Top of Records for this exercise
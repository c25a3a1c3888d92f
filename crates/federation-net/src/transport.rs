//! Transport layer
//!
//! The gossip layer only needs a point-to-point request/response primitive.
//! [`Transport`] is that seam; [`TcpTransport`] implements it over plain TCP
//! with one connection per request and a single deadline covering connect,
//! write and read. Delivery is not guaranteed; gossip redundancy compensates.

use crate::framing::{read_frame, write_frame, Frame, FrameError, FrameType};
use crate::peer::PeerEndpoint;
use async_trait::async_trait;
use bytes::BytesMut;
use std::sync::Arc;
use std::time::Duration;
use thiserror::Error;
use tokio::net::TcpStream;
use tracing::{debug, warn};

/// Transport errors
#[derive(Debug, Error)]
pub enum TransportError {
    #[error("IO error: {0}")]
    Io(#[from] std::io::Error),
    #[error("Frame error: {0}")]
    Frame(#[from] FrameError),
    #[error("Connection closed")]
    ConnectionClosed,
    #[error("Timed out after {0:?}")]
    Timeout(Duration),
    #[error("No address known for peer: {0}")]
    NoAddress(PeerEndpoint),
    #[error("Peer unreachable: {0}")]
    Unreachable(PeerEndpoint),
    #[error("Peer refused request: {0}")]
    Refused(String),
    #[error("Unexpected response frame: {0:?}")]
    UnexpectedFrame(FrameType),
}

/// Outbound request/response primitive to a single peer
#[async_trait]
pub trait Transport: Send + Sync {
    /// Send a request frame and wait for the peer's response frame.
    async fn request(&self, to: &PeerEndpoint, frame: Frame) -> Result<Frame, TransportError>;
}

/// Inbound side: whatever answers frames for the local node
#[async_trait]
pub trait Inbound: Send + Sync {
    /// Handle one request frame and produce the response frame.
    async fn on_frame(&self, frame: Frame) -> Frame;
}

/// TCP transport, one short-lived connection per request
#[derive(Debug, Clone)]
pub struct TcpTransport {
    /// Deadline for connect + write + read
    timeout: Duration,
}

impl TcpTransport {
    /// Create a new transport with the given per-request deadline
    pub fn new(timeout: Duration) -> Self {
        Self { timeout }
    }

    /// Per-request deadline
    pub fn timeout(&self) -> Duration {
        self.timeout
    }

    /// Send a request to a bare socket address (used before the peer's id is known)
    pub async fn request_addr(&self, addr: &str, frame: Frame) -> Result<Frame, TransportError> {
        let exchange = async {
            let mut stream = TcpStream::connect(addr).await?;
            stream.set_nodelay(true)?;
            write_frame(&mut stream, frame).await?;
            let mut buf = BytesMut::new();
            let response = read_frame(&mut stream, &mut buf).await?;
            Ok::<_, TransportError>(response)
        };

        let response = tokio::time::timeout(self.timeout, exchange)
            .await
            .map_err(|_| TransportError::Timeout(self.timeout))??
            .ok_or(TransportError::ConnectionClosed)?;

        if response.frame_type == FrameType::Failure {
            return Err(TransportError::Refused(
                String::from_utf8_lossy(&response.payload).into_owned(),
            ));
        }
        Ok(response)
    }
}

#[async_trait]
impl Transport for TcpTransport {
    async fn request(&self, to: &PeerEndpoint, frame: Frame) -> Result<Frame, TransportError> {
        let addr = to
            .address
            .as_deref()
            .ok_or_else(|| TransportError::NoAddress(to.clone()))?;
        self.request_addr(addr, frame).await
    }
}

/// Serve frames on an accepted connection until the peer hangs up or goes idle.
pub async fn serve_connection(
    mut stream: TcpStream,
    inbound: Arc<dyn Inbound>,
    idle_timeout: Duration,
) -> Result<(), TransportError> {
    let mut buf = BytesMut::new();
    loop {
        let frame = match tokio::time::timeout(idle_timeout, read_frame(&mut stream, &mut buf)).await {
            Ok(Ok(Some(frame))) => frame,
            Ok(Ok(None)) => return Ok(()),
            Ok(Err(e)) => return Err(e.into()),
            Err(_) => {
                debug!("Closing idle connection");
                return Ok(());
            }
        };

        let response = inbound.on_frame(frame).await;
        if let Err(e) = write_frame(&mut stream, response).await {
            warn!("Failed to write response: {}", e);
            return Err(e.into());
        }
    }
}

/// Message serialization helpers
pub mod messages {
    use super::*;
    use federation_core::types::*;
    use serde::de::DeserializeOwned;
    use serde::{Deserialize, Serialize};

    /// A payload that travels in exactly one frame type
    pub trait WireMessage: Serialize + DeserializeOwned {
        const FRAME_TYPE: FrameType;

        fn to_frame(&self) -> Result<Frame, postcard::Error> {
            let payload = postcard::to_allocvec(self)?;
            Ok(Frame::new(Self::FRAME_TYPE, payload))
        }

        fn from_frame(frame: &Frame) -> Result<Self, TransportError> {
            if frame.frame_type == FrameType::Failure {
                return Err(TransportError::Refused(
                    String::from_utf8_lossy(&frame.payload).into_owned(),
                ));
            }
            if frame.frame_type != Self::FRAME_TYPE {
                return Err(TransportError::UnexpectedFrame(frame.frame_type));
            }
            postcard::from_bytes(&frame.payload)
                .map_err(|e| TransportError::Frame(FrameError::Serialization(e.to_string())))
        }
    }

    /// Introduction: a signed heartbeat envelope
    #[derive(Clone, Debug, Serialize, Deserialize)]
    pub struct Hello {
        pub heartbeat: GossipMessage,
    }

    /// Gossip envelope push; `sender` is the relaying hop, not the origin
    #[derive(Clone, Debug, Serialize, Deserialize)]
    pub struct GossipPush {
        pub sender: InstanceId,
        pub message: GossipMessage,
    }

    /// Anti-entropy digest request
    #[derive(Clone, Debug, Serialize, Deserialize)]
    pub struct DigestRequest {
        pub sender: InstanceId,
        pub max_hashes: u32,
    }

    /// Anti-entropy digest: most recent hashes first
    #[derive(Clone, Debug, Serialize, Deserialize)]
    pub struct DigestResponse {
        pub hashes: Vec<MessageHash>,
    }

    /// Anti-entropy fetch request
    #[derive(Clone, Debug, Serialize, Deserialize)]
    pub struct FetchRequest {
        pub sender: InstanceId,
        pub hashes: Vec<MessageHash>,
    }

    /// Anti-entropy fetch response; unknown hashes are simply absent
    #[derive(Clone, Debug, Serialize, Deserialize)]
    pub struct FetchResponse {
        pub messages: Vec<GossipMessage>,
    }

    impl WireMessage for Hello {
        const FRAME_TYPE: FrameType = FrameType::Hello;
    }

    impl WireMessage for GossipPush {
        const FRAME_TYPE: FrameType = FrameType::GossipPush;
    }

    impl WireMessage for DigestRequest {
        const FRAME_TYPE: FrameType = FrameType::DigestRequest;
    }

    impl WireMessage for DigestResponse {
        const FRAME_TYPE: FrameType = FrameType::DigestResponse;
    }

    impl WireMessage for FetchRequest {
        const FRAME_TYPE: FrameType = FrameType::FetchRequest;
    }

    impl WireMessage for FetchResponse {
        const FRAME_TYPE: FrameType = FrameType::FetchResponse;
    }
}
Bottom of Records for this exercise
* [Task prompt]: An exact transcription of every record above is required.

* [Response to this exercise]:
repository c25a3a1c3888d92f
filename crates/federation-net/src/transport.rs
//! Transport layer
//!
//! The gossip layer only needs a point-to-point request/response primitive.
//! [`Transport`] is that seam; [`TcpTransport`] implements it over plain TCP
//! with one connection per request and a single deadline covering connect,
//! write and read. Delivery is not guaranteed; gossip redundancy compensates.

use crate::framing::{read_frame, write_frame, Frame, FrameError, FrameType};
use crate::peer::PeerEndpoint;
use async_trait::async_trait;
use bytes::BytesMut;
use std::sync::Arc;
use std::time::Duration;
use thiserror::Error;
use tokio::net::TcpStream;
use tracing::{debug, warn};

/// Transport errors
#[derive(Debug, Error)]
pub enum TransportError {
    #[error("IO error: {0}")]
    Io(#[from] std::io::Error),
    #[error("Frame error: {0}")]
    Frame(#[from] FrameError),
    #[error("Connection closed")]
    ConnectionClosed,
    #[error("Timed out after {0:?}")]
    Timeout(Duration),
    #[error("No address known for peer: {0}")]
    NoAddress(PeerEndpoint),
    #[error("Peer unreachable: {0}")]
    Unreachable(PeerEndpoint),
    #[error("Peer refused request: {0}")]
    Refused(String),
    #[error("Unexpected response frame: {0:?}")]
    UnexpectedFrame(FrameType),
}

/// Outbound request/response primitive to a single peer
#[async_trait]
pub trait Transport: Send + Sync {
    /// Send a request frame and wait for the peer's response frame.
    async fn request(&self, to: &PeerEndpoint, frame: Frame) -> Result<Frame, TransportError>;
}

/// Inbound side: whatever answers frames for the local node
#[async_trait]
pub trait Inbound: Send + Sync {
    /// Handle one request frame and produce the response frame.
    async fn on_frame(&self, frame: Frame) -> Frame;
}

/// TCP transport, one short-lived connection per request
#[derive(Debug, Clone)]
pub struct TcpTransport {
    /// Deadline for connect + write + read
    timeout: Duration,
}

impl TcpTransport {
    /// Create a new transport with the given per-request deadline
    pub fn new(timeout: Duration) -> Self {
        Self { timeout }
    }

    /// Per-request deadline
    pub fn timeout(&self) -> Duration {
        self.timeout
    }

    /// Send a request to a bare socket address (used before the peer's id is known)
    pub async fn request_addr(&self, addr: &str, frame: Frame) -> Result<Frame, TransportError> {
        let exchange = async {
            let mut stream = TcpStream::connect(addr).await?;
            stream.set_nodelay(true)?;
            write_frame(&mut stream, frame).await?;
            let mut buf = BytesMut::new();
            let response = read_frame(&mut stream, &mut buf).await?;
            Ok::<_, TransportError>(response)
        };

        let response = tokio::time::timeout(self.timeout, exchange)
            .await
            .map_err(|_| TransportError::Timeout(self.timeout))??
            .ok_or(TransportError::ConnectionClosed)?;

        if response.frame_type == FrameType::Failure {
            return Err(TransportError::Refused(
                String::from_utf8_lossy(&response.payload).into_owned(),
            ));
        }
        Ok(response)
    }
}

#[async_trait]
impl Transport for TcpTransport {
    async fn request(&self, to: &PeerEndpoint, frame: Frame) -> Result<Frame, TransportError> {
        let addr = to
            .address
            .as_deref()
            .ok_or_else(|| TransportError::NoAddress(to.clone()))?;
        self.request_addr(addr, frame).await
    }
}

/// Serve frames on an accepted connection until the peer hangs up or goes idle.
pub async fn serve_connection(
    mut stream: TcpStream,
    inbound: Arc<dyn Inbound>,
    idle_timeout: Duration,
) -> Result<(), TransportError> {
    let mut buf = BytesMut::new();
    loop {
        let frame = match tokio::time::timeout(idle_timeout, read_frame(&mut stream, &mut buf)).await {
            Ok(Ok(Some(frame))) => frame,
            Ok(Ok(None)) => return Ok(()),
            Ok(Err(e)) => return Err(e.into()),
            Err(_) => {
                debug!("Closing idle connection");
                return Ok(());
            }
        };

        let response = inbound.on_frame(frame).await;
        if let Err(e) = write_frame(&mut stream, response).await {
            warn!("Failed to write response: {}", e);
            return Err(e.into());
        }
    }
}

/// Message serialization helpers
pub mod messages {
    use super::*;
    use federation_core::types::*;
    use serde::de::DeserializeOwned;
    use serde::{Deserialize, Serialize};

    /// A payload that travels in exactly one frame type
    pub trait WireMessage: Serialize + DeserializeOwned {
        const FRAME_TYPE: FrameType;

        fn to_frame(&self) -> Result<Frame, postcard::Error> {
            let payload = postcard::to_allocvec(self)?;
            Ok(Frame::new(Self::FRAME_TYPE, payload))
        }

        fn from_frame(frame: &Frame) -> Result<Self, TransportError> {
            if frame.frame_type == FrameType::Failure {
                return Err(TransportError::Refused(
                    String::from_utf8_lossy(&frame.payload).into_owned(),
                ));
            }
            if frame.frame_type != Self::FRAME_TYPE {
                return Err(TransportError::UnexpectedFrame(frame.frame_type));
            }
            postcard::from_bytes(&frame.payload)
                .map_err(|e| TransportError::Frame(FrameError::Serialization(e.to_string())))
        }
    }

    /// Introduction: a signed heartbeat envelope
    #[derive(Clone, Debug, Serialize, Deserialize)]
    pub struct Hello {
        pub heartbeat: GossipMessage,
    }

    /// Gossip envelope push; `sender` is the relaying hop, not the origin
    #[derive(Clone, Debug, Serialize, Deserialize)]
    pub struct GossipPush {
        pub sender: InstanceId,
        pub message: GossipMessage,
    }

    /// Anti-entropy digest request
    #[derive(Clone, Debug, Serialize, Deserialize)]
    pub struct DigestRequest {
        pub sender: InstanceId,
        pub max_hashes: u32,
    }

    /// Anti-entropy digest: most recent hashes first
    #[derive(Clone, Debug, Serialize, Deserialize)]
    pub struct DigestResponse {
        pub hashes: Vec<MessageHash>,
    }

    /// Anti-entropy fetch request
    #[derive(Clone, Debug, Serialize, Deserialize)]
    pub struct FetchRequest {
        pub sender: InstanceId,
        pub hashes: Vec<MessageHash>,
    }

    /// Anti-entropy fetch response; unknown hashes are simply absent
    #[derive(Clone, Debug, Serialize, Deserialize)]
    pub struct FetchResponse {
        pub messages: Vec<GossipMessage>,
    }

    impl WireMessage for Hello {
        const FRAME_TYPE: FrameType = FrameType::Hello;
    }

    impl WireMessage for GossipPush {
        const FRAME_TYPE: FrameType = FrameType::GossipPush;
    }

    impl WireMessage for DigestRequest {
        const FRAME_TYPE: FrameType = FrameType::DigestRequest;
    }

    impl WireMessage for DigestResponse {
        const FRAME_TYPE: FrameType = FrameType::DigestResponse;
    }

    impl WireMessage for FetchRequest {
        const FRAME_TYPE: FrameType = FrameType::FetchRequest;
    }

    impl WireMessage for FetchResponse {
        const FRAME_TYPE: FrameType = FrameType::FetchResponse;
    }
}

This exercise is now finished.